The acquired BTK^C481S mutation is the most common resistance mechanism to Bruton's tyrosine kinase (BTK) inhibition in chronic lymphocytic leukemia (CLL). Yet, its variant allele frequency (VAF) is often low (<10%), raising the question of how wild-type (WT) cells survive in the context of low abundance of mutant (MUT) cells. To investigate this, we modeled the clonal dynamics of BTK-MUT and WT cells longitudinally in a cohort of 42 patients resistant to BTK inhibitors (BTKi). In 21 patients, clonal dynamics deviated from a simple model where MUT cells increase at the expense of WT cells. Instead, both MUT and WT cell numbers increased at relapse, suggesting that BTK-MUT and WT cells cooperate to drive resistance to BTKi.

To explore the phenotypic variability that may underlie clonal cooperation, we expanded our genotyping of transcriptomes (GoT) profiling of seven CLL samples taken at relapse after BTKi [60,580 cells with a median of 8,713 cells per patient (6,819-9,838)] and carrying low VAFs (3-43%). GoT genotypes a mutation of interest (i.e. BTK^C481S) jointly with single-cell transcriptomes of primary samples. This integration allows to link genotype and phenotype, and by comparing BTK-MUT and BTK-WT cells within the same patient, this method eliminates inter-patient variability and confounding factors, thus focusing on changes in expression and intratumoral heterogeneity (ITH).

Transcriptomic ITH in CLL is largely driven by the recirculation of CLL cells between peripheral blood and lymphoid tissues. CXCR4^hiCD5^low CLL cells (i.e. quiescent fraction) migrate to lymph node (LN) proliferation centers (PR) via a CXCL12 gradient.

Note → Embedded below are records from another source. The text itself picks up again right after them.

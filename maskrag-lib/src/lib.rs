//! maskrag - measuring what PII anonymization does to retrieval-augmented QA
//!
//! # Architecture
//!
//! ```text
//! SQuAD samples -> Anonymizer -> documents
//!                                    |
//!                                    v
//! question -> Retriever (exact | bm25 | hnsw) -> context -> Generator -> ResultRow -> CSV
//!                                                                                    |
//!                                              summary table <- Metrics <- filter <--+
//! ```
//!
//! # Example
//!
//! ```ignore
//! use maskrag_lib::{
//!     embed::MiniLmEmbedder,
//!     generate::{GeneratorConfig, OllamaGenerator},
//!     experiment::{ExperimentRunner, RunSettings},
//!     anonymize::Strategy,
//!     retrieval::RetrievalMethod,
//! };
//!
//! let embedder = MiniLmEmbedder::new()?;
//! let generator = OllamaGenerator::new(GeneratorConfig::default())?;
//! let mut runner = ExperimentRunner::new(embedder, generator, RunSettings::default());
//!
//! let rows = runner
//!     .run_batch(&documents, &questions, &answers, Strategy::Baseline, RetrievalMethod::SparseBm25)
//!     .await?;
//! let scores = maskrag_lib::metrics::compute_metrics(&eval_rows);
//! ```

pub mod anonymize;
pub mod config;
pub mod dataset;
pub mod embed;
pub mod error;
pub mod experiment;
pub mod filter;
pub mod generate;
pub mod metrics;
pub mod normalize;
pub mod retrieval;

#[cfg(test)]
mod test_utils;

pub use error::{Error, Result};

In PR, they receive microenvironmental signals, upregulate mir155 (encoded by MIR155HG), increase BCR signaling, proliferate, and exit as CXCR4^lowCD5^hi cells (i.e. proliferative fraction). BTKi impairs CXCR4 signaling and homing to LN. Here, we curated gene signatures for the quiescent (CXCR4, CD24), proliferative (CD27, CXCR3, CD52, ITGAX) and MIR155HG^hi fractions (MIR155HG, MYC, CD83, CDK4) leveraging published scRNA-seq datasets. We classified cells into the 3 fractions and uncovered an increased quiescent fraction (p=0.058) and a decreased proliferative fraction (p<0.05) in BTK-WT cells compared to BTK-MUT cells across all patients, suggesting that BTK-WT have an impaired homing capacity to LN.

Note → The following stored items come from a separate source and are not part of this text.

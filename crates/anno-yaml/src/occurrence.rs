//! Depth-bounded key occurrence counting
//!
//! Repeated key names are disambiguated by counting how many times the
//! name appears in the canonical tree at or above a nesting depth. The
//! count acts as a depth fingerprint: the extractor computes it from
//! raw-text indentation, the merge engine computes it from tree
//! recursion, and an annotation attaches where the two agree. The count
//! is global at-or-above-depth, not sibling-local, mirroring what a
//! line scanner can actually know about scope.

use crate::node::{Entry, Item, Mapping, Node};

/// Count entries anywhere in `tree` whose key equals `key`, restricted
/// to entries at depth <= `max_depth` (root entries are depth 0).
/// Sequence items add no depth of their own; the entries of a mapping
/// nested in a sequence sit one level below the sequence's key.
pub fn count_occurrences(tree: &Mapping, key: &str, max_depth: usize) -> usize {
    count_in_mapping(tree, key, 0, max_depth)
}

fn count_in_mapping(map: &Mapping, key: &str, depth: usize, max_depth: usize) -> usize {
    if depth > max_depth {
        return 0;
    }
    let mut count = 0;
    for entry in map.entries() {
        let Entry::Pair {
            key: entry_key,
            value,
        } = entry
        else {
            continue;
        };
        if entry_key == key {
            count += 1;
        }
        count += count_in_value(value, key, depth + 1, max_depth);
    }
    count
}

fn count_in_value(node: &Node, key: &str, depth: usize, max_depth: usize) -> usize {
    match node {
        Node::Mapping(map) => count_in_mapping(map, key, depth, max_depth),
        Node::Sequence(seq) => seq
            .items()
            .iter()
            .map(|item| match item {
                Item::Node(n) => count_in_value(n, key, depth, max_depth),
                _ => 0,
            })
            .sum(),
        Node::Scalar(_) => 0,
    }
}
//! Error types for anno-yaml

/// Result type for anno-yaml operations
pub type Result<T> = std::result::Result<T, Error>;

/// Errors that can occur in anno-yaml operations
#[derive(Debug, thiserror::Error)]
pub enum Error {
    #[error("Failed to parse YAML content: {message}")]
    Parse { message: String },

    #[error(transparent)]
    Fs(#[from] anno_fs::Error),

    #[error("Invalid configuration: {message}")]
    Configuration { message: String },
}

impl Error {
    pub fn parse(message: impl Into<String>) -> Self {
        Self::Parse {
            message: message.into(),
        }
    }

    pub fn configuration(message: impl Into<String>) -> Self {
        Self::Configuration {
            message: message.into(),
        }
    }
}
//! Format-preserving document model for `#`-commented YAML
//!
//! Parses raw text into an editable tree that keeps comments and
//! blank-line runs as first-class entries, lets callers mutate it
//! freely, and re-renders text that matches the original formatting
//! as closely as possible.
//!
//! The pipeline: raw text is handed to `serde_yaml` for the canonical
//! structure, the same text is scanned line-by-line for comments and
//! blank-line runs ([`extract`]), the two are recombined by anchoring
//! each annotation to a (key, occurrence, depth) position ([`merge`]),
//! and the result renders back out ([`render`]).

pub mod convert;
pub mod document;
pub mod error;
pub mod extract;
pub mod merge;
pub mod node;
pub mod occurrence;
pub mod render;

pub use document::{CommentOptions, Document};
pub use error::{Error, Result};
pub use node::{Anchor, BreakLine, Comment, Entry, Item, Mapping, Node, Scalar, Sequence};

We reasoned that cancer cell states are plastic and continuous, requiring tailored methods to account for these features. We employed topic modeling, an algorithm that decomposes each gene expression profile into a set number of topics (k). Topics represent groups of correlated genes, linked to specific biological functions. We could annotate 3/5 topics to the fractions described above in most patients, with an increase of the MIR155HG^hi topic (MIR155HG and MYC targets) in BTK-MUT cells (p<0.001). We also identified patient-specific topics that could not be captured through conventional methods.

In one patient, we identified a topic enriched in interferon-stimulated genes (IFIT1, IFIT2, IFIT3, IFI44L, STAT1) that was specific to BTK-WT cells (p<0.001) within the quiescent fraction. As interferons protect CLL cells from apoptosis and BTKi sensitive cells are still responsive to interferons [Xia, J Immunol 2020], our data suggests that BTK-WT cells may survive by responding to circulating interferons without homing into LN.

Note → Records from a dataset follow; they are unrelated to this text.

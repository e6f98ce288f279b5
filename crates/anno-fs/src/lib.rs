//! Filesystem collaborator for yamlanno
//!
//! Reading is a plain `read_to_string`; writing goes through an atomic
//! temp-then-rename sequence so a crashed save never leaves a
//! half-written target behind.

pub mod error;
pub mod io;

pub use error::{Error, Result};
pub use io::{read_text, write_atomic};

In the same patient, we observed a cell state enriched in BTK-MUT cells expressing IL4R, which is associated with resistance to BTKi through the IL4R-IL4 axis. Intriguingly, a cell state specific to BTK-WT cells in the same patient overexpressed Chronic Lymphocytic Leukemia Up-Regulated 1 (CLLU1), a gene that distinguishes CLL from normal B cells and other lymphoid malignancies and is a marker of poor prognosis. IL4R expression was mutually exclusive with CLLU1, suggesting a putative paracrine activation of the IL4 pathway, as CLLU1 was previously proposed to have structural homology to IL4. Notably, we observe subclonal expression of CLLU1 in 6/7 patients.

Taken together, we propose two models of clonal collaboration between BTK-WT and BTK-MUT cells, involving paracrine signaling between interferons and CLLU1/IL4. We are currently investigating the relevance of these signaling axes in larger cohorts of longitudinally collected patient samples, including through in vitro functional validation assays.